impl DeployController {
    /// Load persisted state for `target`. No call can reach the controller before this returns.
    pub async fn load(
        target: &str,
        config: Arc<DeployControllerConfig>,
        store: Arc<dyn DeployStateStore>,
        trigger: Arc<dyn DeployTrigger>,
    ) -> Result<Self> {
        let lock: Option<DeployLock> = load_slot(store.as_ref(), target, StateSlot::Lock).await?;
        let logs: Vec<LogEntry> = load_slot(store.as_ref(), target, StateSlot::Logs)
            .await?
            .unwrap_or_default();
        let last_success = load_slot(store.as_ref(), target, StateSlot::LastSuccess).await?;
        let rollback_ref = load_slot(store.as_ref(), target, StateSlot::RollbackRef).await?;
        let meter = load_slot(store.as_ref(), target, StateSlot::DeployMeter)
            .await?
            .unwrap_or_else(|| DeployMeter::new(DeployMeter::day_key(Utc::now())));

        let controller = Self {
            target: target.to_string(),
            state: RwLock::new(ControllerState {
                lock: None,
                logs: LogRing::from_entries(logs, config.log_limit),
                last_success,
                rollback_ref,
                meter,
            }),
            config,
            store,
            trigger,
            pipeline: Mutex::new(()),
        };

        // A persisted lock on load means the process stopped mid-run
        if let Some(stale) = lock {
            controller
                .log(
                    LogLevel::Warn,
                    "Stale lock cleared on load",
                    Some(json!({ "runId": stale.run_id, "startedAt": stale.started_at })),
                )
                .await;
            controller.store.delete(&controller.target, StateSlot::Lock).await?;
        }

        tracing::info!("Deploy controller loaded for target '{}'", controller.target);
        Ok(controller)
    }

    pub fn target(&self) -> &str {
        &self.target
    }

    pub async fn status(&self) -> ControllerStatus {
        let state = self.state.read().await;
        ControllerStatus {
            lock: state.lock.clone(),
            logs: state.logs.to_vec(),
            last_success: state.last_success.clone(),
            rollback_ref: state.rollback_ref.clone(),
        }
    }

    /// Current admission snapshot for the given identity. Consumes nothing.
    pub async fn meter(
        &self,
        actor: Option<&str>,
        plan_tier: Option<&str>,
        billing_status: Option<&str>,
    ) -> QuotaSnapshot {
        let actor = normalize_actor(actor);
        let plan_tier = normalize_plan_tier(plan_tier);
        let billing_status = normalize_billing_status(billing_status);
        let day = DeployMeter::day_key(Utc::now());

        let state = self.state.read().await;
        QuotaSnapshot::evaluate(
            &state.meter,
            &self.config.limits,
            &actor,
            &plan_tier,
            &billing_status,
            &day,
        )
    }

    /// Run the deploy pipeline. Every path that acquires the lock releases it.
    pub async fn run(&self, request: RunRequest) -> RunOutcome {
        if let Some(lock) = self.current_lock().await {
            tracing::warn!(
                "Deploy rejected for '{}': run {} in progress",
                self.target,
                lock.run_id
            );
            return RunOutcome::Conflict(lock);
        }

        let _serial = self.pipeline.lock().await;

        if let Some(lock) = self.current_lock().await {
            return RunOutcome::Conflict(lock);
        }

        if request.confirmation != self.config.confirmation_phrase {
            tracing::warn!("Deploy rejected for '{}': confirmation mismatch", self.target);
            return RunOutcome::Forbidden;
        }

        let actor = normalize_actor(request.actor.as_deref());
        let plan_tier = normalize_plan_tier(request.plan_tier.as_deref());
        let billing_status = normalize_billing_status(request.billing_status.as_deref());
        let now = Utc::now();
        let day = DeployMeter::day_key(now);

        let mut metering = {
            let state = self.state.read().await;
            QuotaSnapshot::evaluate(
                &state.meter,
                &self.config.limits,
                &actor,
                &plan_tier,
                &billing_status,
                &day,
            )
        };

        if !metering.allowed {
            self.log(
                LogLevel::Warn,
                "Deploy rejected by quota",
                Some(json!({
                    "actor": actor,
                    "planTier": plan_tier,
                    "reason": metering.reason,
                    "used": metering.used,
                    "dailyLimit": metering.daily_limit,
                })),
            )
            .await;
            return RunOutcome::QuotaRejected(metering);
        }

        let lock = DeployLock::new(&actor, &plan_tier, now);
        self.state.write().await.lock = Some(lock.clone());

        let body = AssertUnwindSafe(self.execute(&lock, &billing_status, &request, &mut metering))
            .catch_unwind()
            .await;

        let outcome = match body {
            Ok(Ok((deploy_response, last_success))) => Ok((deploy_response, last_success)),
            Ok(Err(e)) => Err(e),
            Err(panic) => Err(PipelineError::Panicked(panic_message(panic.as_ref()))),
        };

        if let Err(e) = &outcome {
            tracing::error!("Deploy run {} for '{}' failed: {}", lock.run_id, self.target, e);
            self.log(
                LogLevel::Error,
                "Deploy pipeline failed",
                Some(json!({ "runId": lock.run_id, "error": e.to_string() })),
            )
            .await;
        }

        self.release_lock(&lock).await;
        let logs = self.log_tail().await;

        match outcome {
            Ok((deploy_response, last_success)) => RunOutcome::Success(Box::new(RunReport {
                run_id: lock.run_id,
                metering,
                logs,
                deploy_response,
                last_success,
            })),
            Err(e) => RunOutcome::Failed {
                error: e.to_string(),
                metering,
                logs,
            },
        }
    }

    /// Pipeline steps that run while the lock is held
    async fn execute(
        &self,
        lock: &DeployLock,
        billing_status: &str,
        request: &RunRequest,
        metering: &mut QuotaSnapshot,
    ) -> std::result::Result<(DeployResponse, LastSuccess), PipelineError> {
        save_slot(self.store.as_ref(), &self.target, StateSlot::Lock, lock).await?;
        self.log(
            LogLevel::Info,
            "Lock acquired",
            Some(json!({ "runId": lock.run_id, "actor": lock.actor, "planTier": lock.plan_tier })),
        )
        .await;

        // Checked before consuming so a misconfigured environment costs no quota
        let missing = self.config.environment.missing();
        if !missing.is_empty() {
            return Err(PipelineError::Configuration { missing });
        }

        let meter = {
            let mut state = self.state.write().await;
            state
                .meter
                .consume(&lock.actor, &lock.plan_tier, billing_status, Utc::now());
            *metering = QuotaSnapshot::evaluate(
                &state.meter,
                &self.config.limits,
                &lock.actor,
                &lock.plan_tier,
                billing_status,
                &state.meter.day,
            );
            state.meter.clone()
        };
        save_slot(self.store.as_ref(), &self.target, StateSlot::DeployMeter, &meter).await?;
        self.log(
            LogLevel::Info,
            "Deploy quota consumed",
            Some(json!({
                "actor": lock.actor,
                "used": metering.used,
                "remaining": metering.remaining,
                "dailyLimit": metering.daily_limit,
            })),
        )
        .await;

        self.log(
            LogLevel::Info,
            "Verification and commit are handled by the caller before this run",
            None,
        )
        .await;

        let trigger_request = TriggerRequest {
            run_id: lock.run_id,
            target: self.target.clone(),
            actor: lock.actor.clone(),
            plan_tier: lock.plan_tier.clone(),
            repo: self.config.environment.source_control_repo.clone(),
        };
        let deploy_response = self.trigger.trigger(&trigger_request).await;
        let level = if deploy_response.status == DeployTriggerStatus::RequiresManual {
            LogLevel::Warn
        } else {
            LogLevel::Info
        };
        self.log(
            level,
            deploy_response.message.clone(),
            Some(json!({ "runId": lock.run_id, "status": deploy_response.status })),
        )
        .await;

        let last_success = LastSuccess {
            run_id: lock.run_id,
            ts: Utc::now(),
            deploy_response: deploy_response.clone(),
        };
        save_slot(
            self.store.as_ref(),
            &self.target,
            StateSlot::LastSuccess,
            &last_success,
        )
        .await?;
        self.state.write().await.last_success = Some(last_success.clone());

        if let Some(rollback_ref) = request.rollback_ref.as_deref().filter(|r| !r.is_empty()) {
            save_slot(
                self.store.as_ref(),
                &self.target,
                StateSlot::RollbackRef,
                &rollback_ref,
            )
            .await?;
            self.state.write().await.rollback_ref = Some(rollback_ref.to_string());
        }

        self.log(
            LogLevel::Info,
            "Deploy pipeline succeeded",
            Some(json!({ "runId": lock.run_id })),
        )
        .await;

        Ok((deploy_response, last_success))
    }

    async fn current_lock(&self) -> Option<DeployLock> {
        self.state.read().await.lock.clone()
    }

    /// Clear the in-memory lock first so a failing store can never leave it held
    async fn release_lock(&self, lock: &DeployLock) {
        self.state.write().await.lock = None;

        if let Err(e) = self.store.delete(&self.target, StateSlot::Lock).await {
            tracing::error!(
                "Failed to clear persisted lock for run {} on '{}': {}",
                lock.run_id,
                self.target,
                e
            );
        }

        self.log(
            LogLevel::Info,
            "Lock released",
            Some(json!({ "runId": lock.run_id })),
        )
        .await;
    }

    async fn log_tail(&self) -> Vec<LogEntry> {
        self.state.read().await.logs.tail(self.config.log_tail)
    }

    /// Append to the audit ring and persist it. Persistence failures are reported, not raised.
    async fn log(
        &self,
        level: LogLevel,
        message: impl Into<String>,
        data: Option<serde_json::Value>,
    ) {
        let entry = LogEntry::new(level, message, data);
        match level {
            LogLevel::Info => tracing::info!(target_site = %self.target, "{}", entry.message),
            LogLevel::Warn => tracing::warn!(target_site = %self.target, "{}", entry.message),
            LogLevel::Error => tracing::error!(target_site = %self.target, "{}", entry.message),
        }

        let entries = {
            let mut state = self.state.write().await;
            state.logs.push(entry);
            state.logs.to_vec()
        };

        if let Err(e) =
            save_slot(self.store.as_ref(), &self.target, StateSlot::Logs, &entries).await
        {
            tracing::error!("Failed to persist deploy logs for '{}': {}", self.target, e);
        }
    }
}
+ + + +
* TRY IT
Reproduce exactly the stretch of the material above that starts at the line with "pub async fn run(&self, request: RunRequest)" and ends at the line with "self.state.write().await.lock = Some(lock.clone());", both included, and nothing else.

* ANSWER SECTION
    pub async fn run(&self, request: RunRequest) -> RunOutcome {
        if let Some(lock) = self.current_lock().await {
            tracing::warn!(
                "Deploy rejected for '{}': run {} in progress",
                self.target,
                lock.run_id
            );
            return RunOutcome::Conflict(lock);
        }

        let _serial = self.pipeline.lock().await;

        if let Some(lock) = self.current_lock().await {
            return RunOutcome::Conflict(lock);
        }

        if request.confirmation != self.config.confirmation_phrase {
            tracing::warn!("Deploy rejected for '{}': confirmation mismatch", self.target);
            return RunOutcome::Forbidden;
        }

        let actor = normalize_actor(request.actor.as_deref());
        let plan_tier = normalize_plan_tier(request.plan_tier.as_deref());
        let billing_status = normalize_billing_status(request.billing_status.as_deref());
        let now = Utc::now();
        let day = DeployMeter::day_key(now);

        let mut metering = {
            let state = self.state.read().await;
            QuotaSnapshot::evaluate(
                &state.meter,
                &self.config.limits,
                &actor,
                &plan_tier,
                &billing_status,
                &day,
            )
        };

        if !metering.allowed {
            self.log(
                LogLevel::Warn,
                "Deploy rejected by quota",
                Some(json!({
                    "actor": actor,
                    "planTier": plan_tier,
                    "reason": metering.reason,
                    "used": metering.used,
                    "dailyLimit": metering.daily_limit,
                })),
            )
            .await;
            return RunOutcome::QuotaRejected(metering);
        }

        let lock = DeployLock::new(&actor, &plan_tier, now);
        self.state.write().await.lock = Some(lock.clone());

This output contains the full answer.